Thomas Madar- Involvement Volunteer Experiences of Life and Employment Part 2
I was diagnosed with autism at the age of three in 1960. A mainstream boarding school environment with a class size of no more than fifteen pupils was the most successful strategy for my condition. By late teenage-hood, I was qualified enough to enter university. From the mid-1970s to relatively recently, I progressed through university in stages to acquire a degree and a collection of post-graduate qualifications.
The manifestations of my autistic spectrum condition resulted in a very difficult start to my career life. Eventually, I learned what areas to avoid, and what areas to aim for, and for more than a decade have enjoyed a reasonable degree of success on assignments as a software developer and tester. Beset by the practice of companies to send suitable work offshore to low wage economies, I am once again looking for work.
As a committed Christian, I am involved in supporting my local church and attend activities organised by the church and other Christian based societies. On a more active note, I keep fit by cycle commuting and going regularly to the gym, and like the adventure of long distance hiking and cycle touring.
Working Away From Home – The Beginning
The atmosphere was upbeat as we entered the dining hall to celebrate our transfer to a well-known IT services company known as Xansa. There was a party atmosphere with champagne and pieces of cake being served, cut from an enormous square cake bearing the Xansa logo. I enjoyed several minutes of conversation with work colleagues about where our future would be heading.
It all started a few months previously when the senior management team at our Boots the Chemist head office in Nottingham announced that the entire Information Services team would be outsourced to Xansa and IBM. Such a move would save Boots thirty million pounds. Support services would be taken over by IBM and software development services by Xansa. As a software developer, I found myself in the employ of Xansa.

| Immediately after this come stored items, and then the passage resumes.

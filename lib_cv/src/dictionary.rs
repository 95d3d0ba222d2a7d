use log::{debug, info};
use opencv::core::Mat;

use crate::board::{Board, BoardSpec, make_board};
use crate::config::DetectionConfig;
use crate::detection::{DetectionResult, detect};
use crate::error::Result;

/// Доски для всех словарей-кандидатов, в порядке перебора. Строятся один раз на прогон.
pub fn candidate_boards(spec: &BoardSpec, candidates: &[i32]) -> Result<Vec<Board>> {
    candidates
        .iter()
        .map(|&dictionary_id| make_board(&spec.with_dictionary(dictionary_id)))
        .collect()
}

#[derive(Debug)]
pub struct Resolution<'a> {
    pub board: &'a Board,
    pub detection: DetectionResult,
}

impl Resolution<'_> {
    pub fn dictionary_id(&self) -> i32 {
        self.board.spec().dictionary_id
    }
}

/// Перебирает доски по порядку и возвращает первую, на которой детекция прошла оба
/// порога. `None` означает, что доска не найдена, это не ошибка.
pub fn resolve<'a>(
    gray: &Mat,
    boards: &'a [Board],
    config: &DetectionConfig,
) -> Result<Option<Resolution<'a>>> {
    for board in boards {
        let detection = detect(gray, board, config)?;
        if detection.success {
            return Ok(Some(Resolution { board, detection }));
        }
    }
    Ok(None)
}

/// Самый частый победитель. При равенстве побеждает словарь, выигравший раньше.
pub fn majority_vote<I: IntoIterator<Item = i32>>(winners: I) -> Option<i32> {
    let mut tally: Vec<(i32, usize)> = Vec::new();
    for id in winners {
        match tally.iter_mut().find(|(d, _)| *d == id) {
            Some((_, n)) => *n += 1,
            None => tally.push((id, 1)),
        }
    }
    tally
        .into_iter()
        .rev()
        .max_by_key(|&(_, n)| n)
        .map(|(d, _)| d)
}

pub struct CorpusSelection {
    pub board: Board,
    /// По одному элементу на изображение корпуса. `None` для изображений без
    /// подходящей детекции на выбранном словаре.
    pub detections: Vec<Option<DetectionResult>>,
}

impl CorpusSelection {
    pub fn dictionary_id(&self) -> i32 {
        self.board.spec().dictionary_id
    }

    pub fn qualifying(&self) -> usize {
        self.detections.iter().flatten().count()
    }
}

/// Выбор словаря для всего корпуса голосованием по изображениям.
///
/// Изображения, где победил другой словарь или никакой, проверяются повторно только
/// на выбранном словаре.
pub fn select_corpus_dictionary(
    images: &[Mat],
    spec: &BoardSpec,
    config: &DetectionConfig,
) -> Result<Option<CorpusSelection>> {
    let boards = candidate_boards(spec, &config.candidates)?;
    let mut resolutions = Vec::with_capacity(images.len());
    for gray in images {
        let resolution = resolve(gray, &boards, config)?;
        resolutions.push(resolution.map(|r| (r.dictionary_id(), r.detection)));
    }

    let Some(dictionary_id) = majority_vote(resolutions.iter().flatten().map(|(id, _)| *id))
    else {
        info!("Ни на одном из {} изображений доска не найдена", images.len());
        return Ok(None);
    };
    let Some(board) = boards
        .into_iter()
        .find(|b| b.spec().dictionary_id == dictionary_id)
    else {
        return Ok(None);
    };

    // при повторной проверке достаточно любого числа маркеров, решает порог углов
    let recheck = DetectionConfig {
        min_markers: 1,
        ..config.clone()
    };
    let mut detections = Vec::with_capacity(images.len());
    for (i, (gray, resolution)) in images.iter().zip(resolutions).enumerate() {
        match resolution {
            Some((id, detection)) if id == dictionary_id => detections.push(Some(detection)),
            _ => {
                let detection = detect(gray, &board, &recheck)?;
                debug!(
                    "Изображение {} перепроверено на словаре {}: {}",
                    i, dictionary_id, detection.success
                );
                detections.push(detection.success.then_some(detection));
            }
        }
    }

    let selection = CorpusSelection { board, detections };
    info!(
        "Выбран словарь {}: подходящих изображений {} из {}",
        dictionary_id,
        selection.qualifying(),
        images.len()
    );
    Ok(Some(selection))
}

At first, work proceeded as before. Later, as more and more of our software development work was moved to India so as to take advantage of this low wage economy, I found myself encouraged to work on assignments for Xansa clients around the country.
Adventures in Chesterfield – Spring 2005
I was approaching the end of task, when I was given important news by my senior manager. As more of the work which I could do was being sent to India, an opening had arisen for someone to manage the documentation related to Xansa’s account with the Royal Mail in Chesterfield. This role involved a daily commute to Chesterfield and required the use of a laptop which had to be especially set up for my use.

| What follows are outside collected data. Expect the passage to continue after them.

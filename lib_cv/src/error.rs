use std::path::PathBuf;

#[derive(thiserror::Error, Debug)]
pub enum Error {
    /// No images matched, or the camera could not be opened.
    #[error("no input: {0}")]
    NoInput(String),
    #[error("no qualifying board detection")]
    NoDetection,
    #[error("no image produced a qualifying board detection")]
    InsufficientCalibrationData,
    #[error("pose solve did not converge")]
    PoseSolveFailure,
    #[error("could not decode image {}", .0.display())]
    UnreadableImage(PathBuf),
    #[error("{object} board points but {observed} observed points")]
    PointCountMismatch { object: usize, observed: usize },
    #[error("unknown marker dictionary id {0}")]
    InvalidDictionary(i32),
    #[error(transparent)]
    OpenCv(#[from] opencv::Error),
    #[error(transparent)]
    Io(#[from] std::io::Error),
    #[error(transparent)]
    Json(#[from] serde_json::Error),
}

pub type Result<T> = std::result::Result<T, Error>;
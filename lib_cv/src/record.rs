use std::fs;
use std::path::Path;

use log::warn;
use serde::{Deserialize, Serialize};

use crate::board::BoardSpec;
use crate::calibration::{CalibrationResult, Intrinsics};
use crate::error::Result;

/// Сохранённый результат калибровки. Единственная связь между калибровкой и проверкой.
///
/// Имена полей совпадают с форматом `cam0_intrinsics.json`.
#[derive(Debug, Clone, PartialEq, Serialize, Deserialize)]
pub struct CalibrationRecord {
    #[serde(rename = "K")]
    pub camera_matrix: [[f64; 3]; 3],
    #[serde(rename = "dist")]
    pub distortion: Vec<f64>,
    #[serde(rename = "dict", default)]
    pub dictionary_id: Option<i32>,
    #[serde(rename = "SX", default)]
    pub squares_x: Option<i32>,
    #[serde(rename = "SY", default)]
    pub squares_y: Option<i32>,
    #[serde(rename = "square_m", default)]
    pub square_length_m: Option<f32>,
    #[serde(rename = "marker_m", default)]
    pub marker_length_m: Option<f32>,
    #[serde(default, skip_serializing_if = "Option::is_none")]
    pub image_size: Option<[i32; 2]>,
    #[serde(default, skip_serializing_if = "Option::is_none")]
    pub reproj_error_px: Option<f64>,
}

impl From<&CalibrationResult> for CalibrationRecord {
    fn from(result: &CalibrationResult) -> Self {
        Self {
            camera_matrix: result.intrinsics.camera_matrix,
            distortion: result.intrinsics.distortion.clone(),
            dictionary_id: Some(result.board.dictionary_id),
            squares_x: Some(result.board.squares_x),
            squares_y: Some(result.board.squares_y),
            square_length_m: Some(result.board.square_length_m),
            marker_length_m: Some(result.board.marker_length_m),
            image_size: Some([result.image_size.0, result.image_size.1]),
            reproj_error_px: Some(result.mean_reproj_error_px),
        }
    }
}

impl CalibrationRecord {
    pub fn load_json(path: impl AsRef<Path>) -> Result<Self> {
        let raw = fs::read_to_string(path)?;
        Ok(serde_json::from_str(&raw)?)
    }

    pub fn write_json(&self, path: impl AsRef<Path>) -> Result<()> {
        let json = serde_json::to_string_pretty(self)?;
        fs::write(path, json)?;
        Ok(())
    }

    pub fn intrinsics(&self) -> Intrinsics {
        Intrinsics {
            camera_matrix: self.camera_matrix,
            distortion: self.distortion.clone(),
        }
    }

    /// Доска для проверки. Параметры из файла важнее параметров командной строки,
    /// если только `board_from_cli` не задан явно. Отсутствующие в файле поля
    /// берутся из `cli` с предупреждением.
    pub fn verification_board(&self, cli: &BoardSpec, board_from_cli: bool) -> BoardSpec {
        if board_from_cli {
            return *cli;
        }
        let spec = BoardSpec {
            squares_x: self.squares_x.unwrap_or(cli.squares_x),
            squares_y: self.squares_y.unwrap_or(cli.squares_y),
            square_length_m: self.square_length_m.unwrap_or(cli.square_length_m),
            marker_length_m: self.marker_length_m.unwrap_or(cli.marker_length_m),
            dictionary_id: self.dictionary_id.unwrap_or(cli.dictionary_id),
        };
        if !self.has_board() {
            warn!("В файле калибровки нет полных параметров доски, недостающие взяты из аргументов");
        } else if spec != cli.with_dictionary(spec.dictionary_id) {
            warn!(
                "Параметры доски из файла калибровки ({}x{}, {} м, {} м) отличаются от аргументов, используются параметры из файла",
                spec.squares_x, spec.squares_y, spec.square_length_m, spec.marker_length_m
            );
        }
        spec
    }

    fn has_board(&self) -> bool {
        self.squares_x.is_some()
            && self.squares_y.is_some()
            && self.square_length_m.is_some()
            && self.marker_length_m.is_some()
    }
}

This role was demanding, not least for the daily commute which took nearly two hours each way. Included in this was a half-hour cycle ride between my home and Nottingham Station, a thirty five minute train ride, and a twenty five minute walk between Chesterfield Station and my new work place. To save time, I took a packed breakfast and ate it at leisure on the train.

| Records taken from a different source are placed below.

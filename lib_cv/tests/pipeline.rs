use approx::assert_relative_eq;
use lib_cv::board::{BoardSpec, DICT_7X7_1000, make_board};
use lib_cv::calibration::{CharucoView, Intrinsics, calibrate, calibrate_corpus};
use lib_cv::config::{DetectionConfig, Thresholds};
use lib_cv::detection::detect;
use lib_cv::dictionary::candidate_boards;
use lib_cv::record::CalibrationRecord;
use lib_cv::source::list_images;
use lib_cv::synthetic::{BoardPose, calibration_poses, render_view};
use lib_cv::verification::evaluate_frame;
use lib_cv::Error;
use opencv::core::{Size, Vector};
use opencv::imgcodecs;

fn init_logger() {
    let _ = env_logger::builder().is_test(true).try_init();
}

fn truth() -> Intrinsics {
    Intrinsics::new(1000.0, 1000.0, 640.0, 480.0)
}

fn image_size() -> Size {
    Size::new(1280, 960)
}

#[test]
fn synthetic_views_calibrate_and_verify() {
    init_logger();
    let spec = BoardSpec::default();
    let board = make_board(&spec).unwrap();

    let views: Vec<CharucoView> = calibration_poses(&board)
        .unwrap()
        .iter()
        .map(|pose| {
            let image = render_view(&board, &truth(), image_size(), pose).unwrap();
            let detection = detect(&image, &board, &DetectionConfig::default()).unwrap();
            assert!(detection.success, "pose {:?} not detected", pose);
            CharucoView::from(detection)
        })
        .collect();

    let result = calibrate(&views, &board, image_size()).unwrap();
    assert_relative_eq!(result.intrinsics.fx(), truth().fx(), max_relative = 0.05);
    assert_relative_eq!(result.intrinsics.fy(), truth().fy(), max_relative = 0.05);
    assert_eq!(result.intrinsics.distortion.len(), 8);
    assert!(result.mean_reproj_error_px < 1.0, "{}", result.mean_reproj_error_px);
    assert_eq!(result.frames_used(), views.len());

    let held_out = BoardPose::centered(&board, [0.15, -0.2, 0.05], 1.0).unwrap();
    let image = render_view(&board, &truth(), image_size(), &held_out).unwrap();
    let boards = candidate_boards(&spec, &[result.dictionary_id()]).unwrap();
    let evaluation = evaluate_frame(
        "held_out.png",
        &image,
        &boards,
        &DetectionConfig::verification(),
        Some(&result.intrinsics),
        &Thresholds::default(),
    )
    .unwrap();

    let pose = evaluation.report.pose;
    assert!(pose.ok);
    let err = pose.reproj_error_px.unwrap();
    assert!(err < 1.0, "reprojection error {err}");
    assert_relative_eq!(pose.tvec[2], held_out.tvec[2], max_relative = 0.05);
}

#[test]
fn corpus_on_disk_calibrates_and_round_trips() {
    init_logger();
    let spec = BoardSpec::default();
    let board = make_board(&spec).unwrap();
    let dir = tempfile::tempdir().unwrap();

    for (i, pose) in calibration_poses(&board).unwrap().iter().enumerate() {
        let image = render_view(&board, &truth(), image_size(), pose).unwrap();
        let path = dir.path().join(format!("view_{:02}.png", i));
        imgcodecs::imwrite(&path.to_string_lossy(), &image, &Vector::new()).unwrap();
    }
    std::fs::write(dir.path().join("zz_broken.png"), b"not a png").unwrap();

    let pattern = dir.path().join("*.png");
    let paths = list_images(&pattern.to_string_lossy()).unwrap();
    assert_eq!(paths.len(), 8);

    let result = calibrate_corpus(&paths, &spec, &DetectionConfig::default()).unwrap();
    assert_eq!(result.dictionary_id(), DICT_7X7_1000);
    assert_eq!(result.frames_used(), 7);
    assert_eq!(result.image_size, (1280, 960));

    let record_path = dir.path().join("cam0_intrinsics.json");
    CalibrationRecord::from(&result)
        .write_json(&record_path)
        .unwrap();
    let record = CalibrationRecord::load_json(&record_path).unwrap();
    assert_eq!(record.intrinsics(), result.intrinsics);

    let cli = BoardSpec {
        squares_x: 5,
        squares_y: 5,
        ..BoardSpec::default()
    };
    assert_eq!(record.verification_board(&cli, false), spec);
}

#[test]
fn empty_corpus_fails_before_solving() {
    let dir = tempfile::tempdir().unwrap();
    let pattern = dir.path().join("*.png");
    assert!(matches!(
        list_images(&pattern.to_string_lossy()),
        Err(Error::NoInput(_))
    ));
    assert!(matches!(
        calibrate_corpus(&[], &BoardSpec::default(), &DetectionConfig::default()),
        Err(Error::NoInput(_))
    ));
}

On my arrival, I discovered that the laptop which had been issued to me had remained set up for its previous user. This prevented me from accessing my e-mail and the shared document libraries with which I was meant to work. To have it set up for my use required the assistance of the Xansa IT help desk. This was sited in India and did not have a very good reputation for providing a fast and trouble free service. My only means of contact with this was by telephone.
Over most of the next week, I was busy engaging with this help desk in an endeavour to have the laptop set up for my use. This took numerous telephone calls and instances of the remote operation of my computer from an IT expert in India. Eventually, on the afternoon of the fourth day, everything was in order. I was at last able to access my e-mail account and the shared libraries with which I would be working. While the problems with my laptop were being sorted out, I had to progress a very tedious off-line task which just required the use of pen and paper.
On the fifth day, my line manager called me into his office and told me that I would have to leave this assignment. This was because he was so overloaded with work that he would not have the time to give me the initial support which I required. However, he did write me a glowing report on my ability to patiently persevere with a problem to its resolution, even when tested to the limit.